言うまでもなく、掲出歌では五句目「現代にいる」が一首のサビを担っている。あなたと話した昔の映画と、その映画にある昔の表現技法が、鮮やかに今この瞬間と対比され、見事な着地を見せている。現在形「〜にいる」はその確かな着地点を作り、「その頃」という曖昧な把握は確かな「現代」との対比を暗示している。
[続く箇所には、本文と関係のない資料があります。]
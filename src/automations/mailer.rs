//! Mailer seam for automations that send email.

use async_trait::async_trait;

use crate::error::AutomationError;

/// Sends email on behalf of an automation.
///
/// The real delivery mechanism lives outside this crate; automations only
/// see this trait.
#[async_trait]
pub trait Mailer: Send + Sync {
    /// Send an email to the given address.
    async fn send(&self, to: &str) -> Result<(), AutomationError>;
}

/// Mailer that logs instead of sending.
pub struct LogMailer;

#[async_trait]
impl Mailer for LogMailer {
    async fn send(&self, to: &str) -> Result<(), AutomationError> {
        tracing::info!(to = %to, "Sending email");
        Ok(())
    }
}
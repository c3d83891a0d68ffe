//! REST API Client
//!
//! HTTP bindings to the external projects backend.

use gloo_net::http::Request;
use serde::Serialize;
use thiserror::Error;

use crate::models::Project;

/// Collection endpoint used when no other base URL is injected.
pub const DEFAULT_BASE_URL: &str = "http://localhost:5000/api/projects";

/// Any unsuccessful interaction with the backend.
///
/// Callers log these and move on; failures are never rendered,
/// retried, or rethrown.
#[derive(Debug, Error)]
pub enum ApiError {
    /// Transport failure or undecodable response body
    #[error("request failed: {0}")]
    Network(#[from] gloo_net::Error),
    /// Server answered with a non-2xx status
    #[error("server answered with status {0}")]
    Status(u16),
}

/// Body of a create request, exactly `{title, description}`
#[derive(Serialize)]
struct CreateProjectBody<'a> {
    title: &'a str,
    description: &'a str,
}

/// Client for the projects collection endpoint.
///
/// The base URL is injected at construction rather than read from a
/// global. No retries, no timeouts, no request cancellation.
#[derive(Debug, Clone, PartialEq)]
pub struct ApiClient {
    base_url: String,
}

impl ApiClient {
    pub fn new(base_url: impl Into<String>) -> Self {
        Self {
            base_url: base_url.into(),
        }
    }

    /// Fetch the full project collection, in server response order
    pub async fn list_projects(&self) -> Result<Vec<Project>, ApiError> {
        let response = Request::get(&self.base_url).send().await?;
        if !response.ok() {
            return Err(ApiError::Status(response.status()));
        }
        Ok(response.json().await?)
    }

    /// Create a project from the drafted fields.
    ///
    /// No client-side validation: empty strings are submitted as-is.
    pub async fn create_project(
        &self,
        title: &str,
        description: &str,
    ) -> Result<Project, ApiError> {
        let body = CreateProjectBody { title, description };
        let response = Request::post(&self.base_url).json(&body)?.send().await?;
        if !response.ok() {
            return Err(ApiError::Status(response.status()));
        }
        Ok(response.json().await?)
    }
}

impl Default for ApiClient {
    fn default() -> Self {
        Self::new(DEFAULT_BASE_URL)
    }
}

#[cfg(test)]
mod tests {
    use super::*;
    use serde_json::json;

    #[test]
    fn default_client_targets_local_backend() {
        let client = ApiClient::default();
        assert_eq!(client.base_url, DEFAULT_BASE_URL);
    }

    #[test]
    fn injected_base_url_is_kept_verbatim() {
        let client = ApiClient::new("https://example.com/api/projects");
        assert_eq!(client.base_url, "https://example.com/api/projects");
    }

    #[test]
    fn create_body_has_exactly_title_and_description() {
        let body = CreateProjectBody {
            title: "Alpha",
            description: "Beta",
        };
        assert_eq!(
            serde_json::to_value(&body).unwrap(),
            json!({"title": "Alpha", "description": "Beta"})
        );
    }

    #[test]
    fn empty_fields_are_valid_create_payloads() {
        let body = CreateProjectBody {
            title: "",
            description: "",
        };
        assert_eq!(
            serde_json::to_value(&body).unwrap(),
            json!({"title": "", "description": ""})
        );
    }
}
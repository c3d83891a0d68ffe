//! Frontend Models
//!
//! Data structures matching backend records.

use serde::{Deserialize, Serialize};

/// Project record as returned by the backend.
///
/// The backend assigns the identifier; this client never mutates or
/// deletes a record. Extra fields on the wire are ignored.
#[derive(Debug, Clone, PartialEq, Serialize, Deserialize)]
pub struct Project {
    #[serde(rename = "_id")]
    pub id: String,
    pub title: String,
    pub description: String,
}

#[cfg(test)]
mod tests {
    use super::*;

    #[test]
    fn project_reads_server_id_field() {
        let json = r#"{"_id":"1","title":"T1","description":"D1"}"#;
        let project: Project = serde_json::from_str(json).unwrap();
        assert_eq!(project.id, "1");
        assert_eq!(project.title, "T1");
        assert_eq!(project.description, "D1");
    }

    #[test]
    fn project_ignores_unknown_fields() {
        let json = r#"{"_id":"abc","title":"T","description":"D","__v":0,"createdAt":"2024-01-01"}"#;
        let project: Project = serde_json::from_str(json).unwrap();
        assert_eq!(project.id, "abc");
    }

    #[test]
    fn project_list_keeps_response_order() {
        let json = r#"[
            {"_id":"2","title":"B","description":"b"},
            {"_id":"1","title":"A","description":"a"}
        ]"#;
        let projects: Vec<Project> = serde_json::from_str(json).unwrap();
        assert_eq!(projects[0].id, "2");
        assert_eq!(projects[1].id, "1");
    }
}
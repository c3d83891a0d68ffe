//! UI Components
//!
//! Leptos components for the projects views.

mod add_project;
mod navbar;
mod project_detail;
mod project_list;

pub use add_project::AddProject;
pub use navbar::Navbar;
pub use project_detail::ProjectDetail;
pub use project_list::ProjectList;
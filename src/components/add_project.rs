//! Project Creation Form Component
//!
//! Two text fields, no client-side validation. The create call, the
//! caller-supplied refresh, and the field reset are chained on the
//! success variant only; failures are logged and leave the draft
//! intact for a manual retry.

use leptos::prelude::*;
use leptos::task::spawn_local;
use wasm_bindgen::JsCast;

use crate::api::ApiClient;
use crate::state::{DraftAction, DraftState};

#[component]
pub fn AddProject(client: ApiClient, on_created: Callback<()>) -> impl IntoView {
    let (draft, set_draft) = signal(DraftState::default());

    let handle_submit = move |ev: web_sys::SubmitEvent| {
        ev.prevent_default();
        let DraftState { title, description } = draft.get();
        let client = client.clone();

        spawn_local(async move {
            match client.create_project(&title, &description).await {
                Ok(created) => {
                    log::debug!("created project {}", created.id);
                    on_created.run(());
                    set_draft.update(|d| d.apply(DraftAction::Clear));
                }
                Err(err) => log::error!("failed to create project: {err}"),
            }
        });
    };

    view! {
        <form on:submit=handle_submit>
            <label>"title"</label>
            <input
                type="text"
                name="title"
                prop:value=move || draft.get().title
                on:input=move |ev| {
                    let target = ev.target().unwrap();
                    let input = target.dyn_ref::<web_sys::HtmlInputElement>().unwrap();
                    set_draft.update(|d| d.apply(DraftAction::SetTitle(input.value())));
                }
            />

            <label>"description"</label>
            <input
                type="text"
                name="description"
                prop:value=move || draft.get().description
                on:input=move |ev| {
                    let target = ev.target().unwrap();
                    let input = target.dyn_ref::<web_sys::HtmlInputElement>().unwrap();
                    set_draft.update(|d| d.apply(DraftAction::SetDescription(input.value())));
                }
            />

            <button type="submit">"Create Project"</button>
        </form>
    }
}
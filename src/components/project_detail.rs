//! Project Detail Component
//!
//! Placeholder view for a single project route.

use leptos::prelude::*;
use leptos_router::hooks::use_params_map;

#[component]
pub fn ProjectDetail() -> impl IntoView {
    let params = use_params_map();
    let id = move || params.read().get("id").unwrap_or_default();

    view! {
        <div class="project-detail">
            <h3>"Project " {id}</h3>
        </div>
    }
}
//! Component State Reducers
//!
//! Each component owns one state struct with a single update entry
//! point, so every transition is explicit and testable without
//! rendering anything.

use crate::models::Project;

/// State behind the project list view.
///
/// Holds the most recent successful fetch result, or nothing before
/// the first fetch completes. A failed fetch applies no action and
/// leaves the previous sequence in place.
#[derive(Clone, Debug, Default, PartialEq)]
pub struct ListState {
    pub projects: Vec<Project>,
}

/// Transitions of the list view
#[derive(Clone, Debug, PartialEq)]
pub enum ListAction {
    /// Replace the whole sequence with a fresh fetch result.
    /// Racing refreshes each apply this in full; the last one wins.
    Replace(Vec<Project>),
}

impl ListState {
    pub fn apply(&mut self, action: ListAction) {
        match action {
            ListAction::Replace(projects) => self.projects = projects,
        }
    }
}

/// Draft owned by the creation form, mutated on every keystroke
#[derive(Clone, Debug, Default, PartialEq)]
pub struct DraftState {
    pub title: String,
    pub description: String,
}

/// Transitions of the creation form
#[derive(Clone, Debug, PartialEq)]
pub enum DraftAction {
    SetTitle(String),
    SetDescription(String),
    /// Reset both fields after a create request succeeds
    Clear,
}

impl DraftState {
    pub fn apply(&mut self, action: DraftAction) {
        match action {
            DraftAction::SetTitle(title) => self.title = title,
            DraftAction::SetDescription(description) => self.description = description,
            DraftAction::Clear => {
                self.title.clear();
                self.description.clear();
            }
        }
    }
}
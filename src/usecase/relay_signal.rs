//! UseCase: relay a signaling payload to the other participant of a room.
//!
//! The payload is forwarded verbatim, tagged with the sender's identity for
//! UI attribution. A missing peer is an expected race (it just disconnected
//! or the sender's connection went stale), so the message is dropped
//! silently rather than reported as an error.

use std::sync::Arc;

use serde_json::Value;

use crate::domain::{
    CallStatus, ConnectionId, MessagePushError, MessagePusher, Participant, RoomId, RoomRegistry,
};
use crate::infrastructure::dto::websocket::ServerEvent;

/// Validated signaling payload, converted from the wire event by the handler
#[derive(Debug, Clone, PartialEq)]
pub enum SignalPayload {
    Offer { sdp: Value },
    Answer { sdp: Value },
    IceCandidate { candidate: Value },
}

/// What happened to a relayed message
#[derive(Debug, Clone, Copy, PartialEq, Eq)]
pub enum RelayOutcome {
    /// Delivered to the peer's connection
    Relayed,
    /// No reachable peer; the message was discarded as a no-op
    Dropped,
}

/// Relays offers, answers and ICE candidates between the two participants
pub struct RelaySignalUseCase {
    registry: Arc<dyn RoomRegistry>,
    message_pusher: Arc<dyn MessagePusher>,
}

impl RelaySignalUseCase {
    pub fn new(registry: Arc<dyn RoomRegistry>, message_pusher: Arc<dyn MessagePusher>) -> Self {
        Self {
            registry,
            message_pusher,
        }
    }

    /// Relay `payload` from `connection_id` to the other participant of
    /// `room_id`.
    ///
    /// Call status advances on relayed offers (`connecting`) and answers
    /// (`active`); ICE candidates never change status. Relays from a
    /// connection that is no longer a room member are dropped: after a
    /// reconnect the stale connection must not reach the new peer.
    pub async fn execute(
        &self,
        connection_id: ConnectionId,
        room_id: RoomId,
        payload: SignalPayload,
    ) -> RelayOutcome {
        let Some(room) = self.registry.get(&room_id).await else {
            tracing::debug!("Dropping signal for unknown room '{}'", room_id);
            return RelayOutcome::Dropped;
        };

        let Some(sender) = room.participant_by_connection(connection_id) else {
            tracing::debug!(
                "Dropping signal from stale connection '{}' in room '{}'",
                connection_id,
                room_id
            );
            return RelayOutcome::Dropped;
        };

        let Some(peer) = room.peer_of(connection_id) else {
            tracing::debug!(
                "Dropping signal from '{}' in room '{}': no peer present",
                sender.participant_id,
                room_id
            );
            return RelayOutcome::Dropped;
        };

        let next_status = match &payload {
            SignalPayload::Offer { .. } => Some(CallStatus::Connecting),
            SignalPayload::Answer { .. } => Some(CallStatus::Active),
            SignalPayload::IceCandidate { .. } => None,
        };

        let event = build_event(sender, payload);
        let json = match serde_json::to_string(&event) {
            Ok(json) => json,
            Err(e) => {
                tracing::error!("Failed to serialize relayed event: {}", e);
                return RelayOutcome::Dropped;
            }
        };

        match self.message_pusher.push_to(peer.connection_id, &json).await {
            Ok(()) => {}
            Err(MessagePushError::ConnectionNotFound(_)) => {
                // Peer unregistered between lookup and push: expected race.
                tracing::debug!(
                    "Peer of '{}' left before relay in room '{}'",
                    sender.participant_id,
                    room_id
                );
                return RelayOutcome::Dropped;
            }
            Err(e) => {
                tracing::warn!("Relay push failed in room '{}': {}", room_id, e);
                return RelayOutcome::Dropped;
            }
        }

        if let Some(status) = next_status {
            if let Err(e) = self.registry.set_status(&room_id, status).await {
                // Redundant redeliveries make this a legal no-op.
                tracing::debug!("Status update skipped for room '{}': {}", room_id, e);
            }
        }

        RelayOutcome::Relayed
    }
}

fn build_event(sender: &Participant, payload: SignalPayload) -> ServerEvent {
    let from_participant_id = sender.participant_id.as_str().to_string();
    match payload {
        SignalPayload::Offer { sdp } => ServerEvent::Offer {
            sdp,
            from_participant_id,
            from_display_name: sender.display_name.as_str().to_string(),
        },
        SignalPayload::Answer { sdp } => ServerEvent::Answer {
            sdp,
            from_participant_id,
            from_display_name: sender.display_name.as_str().to_string(),
        },
        SignalPayload::IceCandidate { candidate } => ServerEvent::IceCandidate {
            candidate,
            from_participant_id,
        },
    }
}
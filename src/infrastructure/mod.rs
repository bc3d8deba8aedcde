//! Infrastructure layer: concrete implementations of the domain's registry
//! and pusher traits, plus the wire/HTTP DTOs.

pub mod dto;
pub mod message_pusher;
pub mod registry;
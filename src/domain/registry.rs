//! Room registry trait definition.
//!
//! The registry is the single source of truth for room membership and call
//! status. The usecase layer depends on this trait, not on the in-memory
//! implementation the infrastructure layer provides (dependency inversion).

use async_trait::async_trait;

use super::error::RegistryError;
use super::ids::{ConnectionId, RoomId};
use super::room::{CallStatus, Participant, Room};

/// Result of a successful [`RoomRegistry::join`]
#[derive(Debug, Clone, PartialEq, Eq)]
pub struct JoinOutcome {
    /// The other occupant of the room, present when this was the second join
    pub other: Option<Participant>,
    /// The stale connection retired because the same identity rejoined
    pub replaced_connection: Option<ConnectionId>,
}

/// Result of a [`RoomRegistry::leave`].
///
/// A leave for an absent connection is a no-op, not an error: disconnects
/// race with explicit leaves and the second event must be harmless.
#[derive(Debug, Clone, PartialEq, Eq)]
pub struct LeaveOutcome {
    /// The participant that was removed, `None` if already absent
    pub departed: Option<Participant>,
    /// The participant still in the room afterwards, if any
    pub remaining: Option<Participant>,
    /// Whether the room reached zero participants and was deleted
    pub room_removed: bool,
}

/// Single source of truth for room membership and call status.
///
/// Implementations must make each operation atomic: a room with zero
/// participants is deleted inside the same `leave` call that emptied it and
/// is never observable through `get`.
#[async_trait]
pub trait RoomRegistry: Send + Sync {
    /// Register a participant in a room, creating the room on first join.
    ///
    /// A rejoin by the same `participant_id` replaces its stale entry; two
    /// distinct identities already present fail with
    /// [`RegistryError::RoomFull`].
    async fn join(
        &self,
        room_id: RoomId,
        participant: Participant,
    ) -> Result<JoinOutcome, RegistryError>;

    /// Remove the participant holding `connection_id` from a room, deleting
    /// the room atomically when it becomes empty
    async fn leave(&self, room_id: &RoomId, connection_id: ConnectionId) -> LeaveOutcome;

    /// The room a live connection is currently part of (at most one)
    async fn room_of(&self, connection_id: ConnectionId) -> Option<RoomId>;

    /// Snapshot of a room
    async fn get(&self, room_id: &RoomId) -> Option<Room>;

    /// Apply a call status transition, validated against the state machine
    async fn set_status(&self, room_id: &RoomId, status: CallStatus) -> Result<(), RegistryError>;

    /// Delete a room outright (end-call teardown), returning its last state
    async fn remove_room(&self, room_id: &RoomId) -> Option<Room>;

    /// Snapshot of all live rooms
    async fn list_rooms(&self) -> Vec<Room>;
}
しかし、この歌の本当の「転」は四句目「あなたが返した」にあると思う。読者はここに来て初めて、それまでの歌の声が作中主体の声ではなく、「あなた」のものであったと表明を受ける。単に初読時にその裏切りが面白いというだけではなく、定型によって誰の声なのかが曖昧にされたままになっているところにこの「転」は成功しているのではないか。何度読んでも、上句の声の正体は「あなた」と作中主体の間を揺らいでいて、そのことが一首の中に段差を作っている。そしてその段差に躓きながらも、結句ではしっかりと着地するところに、今この瞬間の確さを感じることができる。
言うなれば下句に「転結」を閉じ込めたような構造だ。たった十四音で世界をひっくり返し、終えてしまう急展開に、私たちは驚きながらも感動しているのだろう。